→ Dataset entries
┌────────

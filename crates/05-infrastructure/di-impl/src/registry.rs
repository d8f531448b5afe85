//! 命名实例注册表

use chrono::{DateTime, Utc};
use di_abstractions::{
    CallableFn, ConstructorArgs, ConstructorFn, InitializerFn, Instance, InstanceRegistry,
    RegistryOptions, RegistryStats, ResolveRequest, TypeRegistration,
};
use infrastructure_common::{ConfigTable, ConstructionConfig, RegistryError, RegistryResult};
use parking_lot::{ReentrantMutex, RwLock};
use serde_json::Value;
use std::collections::HashMap;
use std::sync::atomic::{AtomicU64, Ordering};
use std::sync::Arc;
use tracing::{debug, info, warn};

/// 缓存中的实例
#[derive(Clone)]
struct CachedInstance {
    instance: Instance,
    cached_at: DateTime<Utc>,
}

impl CachedInstance {
    fn new(instance: Instance) -> Self {
        Self {
            instance,
            cached_at: Utc::now(),
        }
    }
}

/// 选定的构造方式
enum Strategy {
    /// 普通构造函数
    Constructor(ConstructorFn),
    /// 类型的具名静态初始化器
    Initializer(InitializerFn),
    /// 独立可调用对象
    Callable(CallableFn),
}

/// 命名实例注册表
///
/// 持有实例缓存、构造配置表和类型构造表，所有表都由读写锁保护。
/// 共享实例的缓存未命中由按实例名划分的可重入锁串行化，保证同名实例只构造一次，
/// 不同实例名的构造互不阻塞；可重入使构造函数可以在同一线程内再次解析。
pub struct Registry {
    /// 注册表配置
    options: RegistryOptions,
    /// 实例缓存
    instances: RwLock<HashMap<String, CachedInstance>>,
    /// 构造配置表
    configs: RwLock<ConfigTable>,
    /// 类型构造表
    types: RwLock<HashMap<String, TypeRegistration>>,
    /// 独立可调用对象表
    callables: RwLock<HashMap<String, CallableFn>>,
    /// 按实例名划分的共享实例构造锁
    construction_locks: RwLock<HashMap<String, Arc<ReentrantMutex<()>>>>,
    cache_hits: AtomicU64,
    constructions: AtomicU64,
    construction_failures: AtomicU64,
}

impl std::fmt::Debug for Registry {
    fn fmt(&self, f: &mut std::fmt::Formatter<'_>) -> std::fmt::Result {
        f.debug_struct("Registry")
            .field("options", &self.options)
            .field("cached_instances", &self.cached_names())
            .field("configured_instances", &self.configured_names())
            .field("registered_types", &self.registered_types())
            .finish()
    }
}

impl Default for Registry {
    fn default() -> Self {
        Self::new()
    }
}

impl Registry {
    /// 创建空的注册表
    pub fn new() -> Self {
        Self::with_options(RegistryOptions::default())
    }

    /// 使用指定配置创建注册表
    pub fn with_options(options: RegistryOptions) -> Self {
        Self {
            options,
            instances: RwLock::new(HashMap::new()),
            configs: RwLock::new(HashMap::new()),
            types: RwLock::new(HashMap::new()),
            callables: RwLock::new(HashMap::new()),
            construction_locks: RwLock::new(HashMap::new()),
            cache_hits: AtomicU64::new(0),
            constructions: AtomicU64::new(0),
            construction_failures: AtomicU64::new(0),
        }
    }

    /// 创建构建器
    pub fn builder() -> crate::RegistryBuilder {
        crate::RegistryBuilder::new()
    }

    /// 获取注册表配置
    pub fn options(&self) -> &RegistryOptions {
        &self.options
    }

    /// 注册类型构造信息，覆盖同名类型
    pub fn register_type(&self, registration: TypeRegistration) {
        info!("注册类型: {}", registration.type_name);
        self.types
            .write()
            .insert(registration.type_name.clone(), registration);
    }

    /// 注册独立可调用对象，可作为任意类型的初始化器
    pub fn register_callable(&self, name: impl Into<String>, callable: CallableFn) {
        let name = name.into();
        info!("注册可调用对象: {}", name);
        self.callables.write().insert(name, callable);
    }

    /// 按构造配置中记录的类型解析实例
    ///
    /// 与 [`InstanceRegistry::resolve`] 不同，类型名称、共享标志和初始化器
    /// 都取自配置
    pub fn resolve_configured(&self, instance_name: &str) -> RegistryResult<Instance> {
        let config = self
            .config(instance_name)
            .ok_or_else(|| RegistryError::ConfigNotFound {
                instance_name: instance_name.to_string(),
            })?;

        let type_name = config.type_name.ok_or_else(|| RegistryError::InvalidConfig {
            instance_name: instance_name.to_string(),
            message: "缺少类型名称".to_string(),
        })?;

        let mut request = ResolveRequest::new(type_name)
            .with_instance_name(instance_name)
            .shared(config.shared.unwrap_or(true));
        if let Some(initializer) = config.initializer {
            request = request.with_initializer(initializer);
        }

        self.resolve(request)
    }

    /// 获取构造配置
    pub fn config(&self, instance_name: &str) -> Option<ConstructionConfig> {
        self.configs.read().get(instance_name).cloned()
    }

    /// 获取实例缓存时间
    pub fn cached_at(&self, instance_name: &str) -> Option<DateTime<Utc>> {
        self.instances
            .read()
            .get(instance_name)
            .map(|cached| cached.cached_at)
    }

    /// 已缓存的实例名称
    pub fn cached_names(&self) -> Vec<String> {
        let mut names: Vec<String> = self.instances.read().keys().cloned().collect();
        names.sort();
        names
    }

    /// 已配置的实例名称
    pub fn configured_names(&self) -> Vec<String> {
        let mut names: Vec<String> = self.configs.read().keys().cloned().collect();
        names.sort();
        names
    }

    /// 已注册的类型名称
    pub fn registered_types(&self) -> Vec<String> {
        let mut names: Vec<String> = self.types.read().keys().cloned().collect();
        names.sort();
        names
    }

    /// 获取统计信息
    pub fn stats(&self) -> RegistryStats {
        RegistryStats {
            cached_instances: self.instances.read().len(),
            configured_instances: self.configs.read().len(),
            registered_types: self.types.read().len(),
            registered_callables: self.callables.read().len(),
            cache_hits: self.cache_hits.load(Ordering::Relaxed),
            constructions: self.constructions.load(Ordering::Relaxed),
            construction_failures: self.construction_failures.load(Ordering::Relaxed),
        }
    }

    /// 获取实例名对应的构造锁，不存在时创建
    fn construction_lock(&self, instance_name: &str) -> Arc<ReentrantMutex<()>> {
        if let Some(lock) = self.construction_locks.read().get(instance_name) {
            return lock.clone();
        }

        self.construction_locks
            .write()
            .entry(instance_name.to_string())
            .or_insert_with(|| Arc::new(ReentrantMutex::new(())))
            .clone()
    }

    fn cached(&self, instance_name: &str) -> Option<Instance> {
        let instance = self
            .instances
            .read()
            .get(instance_name)
            .map(|cached| cached.instance.clone())?;

        self.cache_hits.fetch_add(1, Ordering::Relaxed);
        debug!("命中实例缓存: {}", instance_name);
        Some(instance)
    }

    /// 参数缺省时从构造配置补全参数和初始化器
    fn apply_config(
        &self,
        instance_name: &str,
        params: Option<Value>,
        initializer: Option<String>,
    ) -> (Option<Value>, Option<String>) {
        if !matches!(params, None | Some(Value::Null)) {
            return (params, initializer);
        }

        let configs = self.configs.read();
        let Some(config) = configs.get(instance_name) else {
            return (params, initializer);
        };

        debug!("使用构造配置: {}", instance_name);
        let initializer = match initializer {
            Some(initializer) => Some(initializer),
            None if self.options.honor_configured_initializer => config.initializer.clone(),
            None => None,
        };

        (config.params.clone(), initializer)
    }

    fn build(
        &self,
        type_name: &str,
        instance_name: &str,
        params: Option<Value>,
        initializer: Option<String>,
    ) -> RegistryResult<Instance> {
        let (params, initializer) = self.apply_config(instance_name, params, initializer);
        self.construct(type_name, params, initializer.as_deref())
    }

    fn construct(
        &self,
        type_name: &str,
        params: Option<Value>,
        initializer: Option<&str>,
    ) -> RegistryResult<Instance> {
        let result = self.select_strategy(type_name, initializer).and_then(|strategy| {
            let args = ConstructorArgs::from_params(params);
            let name = initializer.unwrap_or_default();

            let created = match strategy {
                Strategy::Constructor(constructor) => {
                    debug!("构造实例: {} (构造函数, {} 个参数)", type_name, args.len());
                    constructor(&args)
                }
                Strategy::Initializer(initializer) => {
                    debug!(
                        "构造实例: {} (初始化器 {}, {} 个参数)",
                        type_name,
                        name,
                        args.len()
                    );
                    initializer(&args)
                }
                Strategy::Callable(callable) => {
                    debug!("构造实例: {} (可调用对象 {}, 忽略参数)", type_name, name);
                    callable()
                }
            };

            created.map_err(|source| RegistryError::construction_failed(type_name, source))
        });

        match &result {
            Ok(_) => {
                self.constructions.fetch_add(1, Ordering::Relaxed);
            }
            Err(e) => {
                self.construction_failures.fetch_add(1, Ordering::Relaxed);
                warn!("构造实例失败: {}", e);
            }
        }

        result
    }

    /// 选择构造方式，函数在锁外调用
    fn select_strategy(
        &self,
        type_name: &str,
        initializer: Option<&str>,
    ) -> RegistryResult<Strategy> {
        let types = self.types.read();
        let registration = types
            .get(type_name)
            .ok_or_else(|| RegistryError::type_not_found(type_name))?;

        let not_applicable = || RegistryError::NoApplicableInitializer {
            type_name: type_name.to_string(),
            initializer: initializer.map(str::to_string),
        };

        match initializer {
            None => registration
                .constructor
                .clone()
                .map(Strategy::Constructor)
                .ok_or_else(not_applicable),
            Some(name) => {
                if let Some(initializer) = registration.initializer(name) {
                    return Ok(Strategy::Initializer(initializer.clone()));
                }

                self.callables
                    .read()
                    .get(name)
                    .cloned()
                    .map(Strategy::Callable)
                    .ok_or_else(not_applicable)
            }
        }
    }
}

impl InstanceRegistry for Registry {
    fn resolve(&self, request: ResolveRequest) -> RegistryResult<Instance> {
        let ResolveRequest {
            type_name,
            params,
            instance_name,
            shared,
            initializer,
        } = request;
        let instance_name = instance_name.unwrap_or_else(|| type_name.clone());

        if !shared {
            return self.build(&type_name, &instance_name, params, initializer);
        }

        if let Some(instance) = self.cached(&instance_name) {
            return Ok(instance);
        }

        let lock = self.construction_lock(&instance_name);
        let _guard = lock.lock();
        if let Some(instance) = self.cached(&instance_name) {
            return Ok(instance);
        }

        let instance = self.build(&type_name, &instance_name, params, initializer)?;
        self.instances
            .write()
            .insert(instance_name.clone(), CachedInstance::new(instance.clone()));
        info!("缓存共享实例: {} ({})", instance_name, type_name);

        Ok(instance)
    }

    fn register(&self, instance_name: &str, instance: Instance) {
        info!("注册实例: {}", instance_name);
        self.instances
            .write()
            .insert(instance_name.to_string(), CachedInstance::new(instance));
    }

    fn configure(&self, configs: ConfigTable) {
        let count = configs.len();
        let mut table = self.configs.write();
        for (instance_name, config) in configs {
            table.insert(instance_name, config);
        }
        info!("加载构造配置: {} 条", count);
    }

    fn is_cached(&self, instance_name: &str) -> bool {
        self.instances.read().contains_key(instance_name)
    }

    fn is_configured(&self, instance_name: &str) -> bool {
        self.configs.read().contains_key(instance_name)
    }

    fn has_type(&self, type_name: &str) -> bool {
        self.types.read().contains_key(type_name)
    }
}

└────────

→ What you will do
Please return every line in the data that includes the string "DateTime".

→ Written response
use chrono::{DateTime, Utc};
    cached_at: DateTime<Utc>,
    pub fn cached_at(&self, instance_name: &str) -> Option<DateTime<Utc>> {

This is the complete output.